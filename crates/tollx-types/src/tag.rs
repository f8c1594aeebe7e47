use chrono::{DateTime, NaiveDate, Utc};
use serde::{Deserialize, Serialize};

use crate::entity::{entity_conversions, DocType, Record};
use crate::keys;
use crate::status::TagStatus;

/// License plate attached to a tag account or read from a video transaction.
#[derive(Clone, Debug, Default, PartialEq, Eq, Serialize, Deserialize)]
#[serde(rename_all = "camelCase")]
pub struct PlateDetail {
    /// ISO 3166 two-letter country code.
    #[serde(default)]
    pub country: String,
    /// Two-letter state or province code.
    #[serde(default)]
    pub state: String,
    #[serde(default)]
    pub number: String,
    #[serde(default, skip_serializing_if = "String::is_empty")]
    pub plate_type: String,
}

impl PlateDetail {
    pub fn new(country: &str, state: &str, number: &str) -> Self {
        Self {
            country: country.into(),
            state: state.into(),
            number: number.into(),
            plate_type: String::new(),
        }
    }
}

/// Discount plan enrolment on a tag account.
#[derive(Clone, Debug, PartialEq, Eq, Serialize, Deserialize)]
#[serde(rename_all = "camelCase")]
pub struct DiscountPlan {
    #[serde(rename = "planID", default)]
    pub plan_id: String,
    #[serde(default, deserialize_with = "crate::blank::optional")]
    pub start_date: Option<NaiveDate>,
    /// Open-ended when absent.
    #[serde(
        default,
        deserialize_with = "crate::blank::optional",
        skip_serializing_if = "Option::is_none"
    )]
    pub end_date: Option<NaiveDate>,
}

impl DiscountPlan {
    /// Returns `true` if the plan covers `date`.
    pub fn is_active_on(&self, date: NaiveDate) -> bool {
        let started = self.start_date.map(|start| start <= date).unwrap_or(false);
        let not_ended = self.end_date.map(|end| date <= end).unwrap_or(true);
        started && not_ended
    }
}

/// A transponder credential issued by a home agency.
#[derive(Clone, Debug, PartialEq, Eq, Serialize, Deserialize)]
#[serde(rename_all = "camelCase")]
pub struct Tag {
    #[serde(default)]
    pub tag_serial_number: String,
    /// Agency that issued the tag.
    #[serde(rename = "tagAgencyID", default)]
    pub tag_agency_id: String,
    /// Agency that owns the customer account.
    #[serde(rename = "homeAgencyID", default)]
    pub home_agency_id: String,
    #[serde(rename = "accountID", default, skip_serializing_if = "String::is_empty")]
    pub account_id: String,
    #[serde(default)]
    pub tag_class: u8,
    #[serde(default, deserialize_with = "crate::blank::optional")]
    pub tag_status: Option<TagStatus>,
    #[serde(default, skip_serializing_if = "Option::is_none")]
    pub plate_info: Option<PlateDetail>,
    #[serde(default, skip_serializing_if = "Vec::is_empty")]
    pub discount_plans: Vec<DiscountPlan>,
    #[serde(default, skip_serializing_if = "Option::is_none")]
    pub created_at: Option<DateTime<Utc>>,
    #[serde(default, skip_serializing_if = "Option::is_none")]
    pub updated_at: Option<DateTime<Utc>>,
}

impl Tag {
    /// Discount plans in force on `date`.
    pub fn active_plans(&self, date: NaiveDate) -> impl Iterator<Item = &DiscountPlan> {
        self.discount_plans
            .iter()
            .filter(move |plan| plan.is_active_on(date))
    }
}

impl Record for Tag {
    const DOC_TYPE: DocType = DocType::Tag;

    fn key(&self) -> String {
        keys::tag_key(&self.tag_agency_id, &self.tag_serial_number)
    }

    fn stamp_created(&mut self, at: DateTime<Utc>) {
        self.created_at = Some(at);
        self.updated_at = Some(at);
    }

    fn stamp_updated(&mut self, at: DateTime<Utc>) {
        self.updated_at = Some(at);
    }

    entity_conversions!(Tag);
}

- - - -

Action item
Go through the records and count every line with the word "DocType"; the answer is the number alone.

Exercise result
2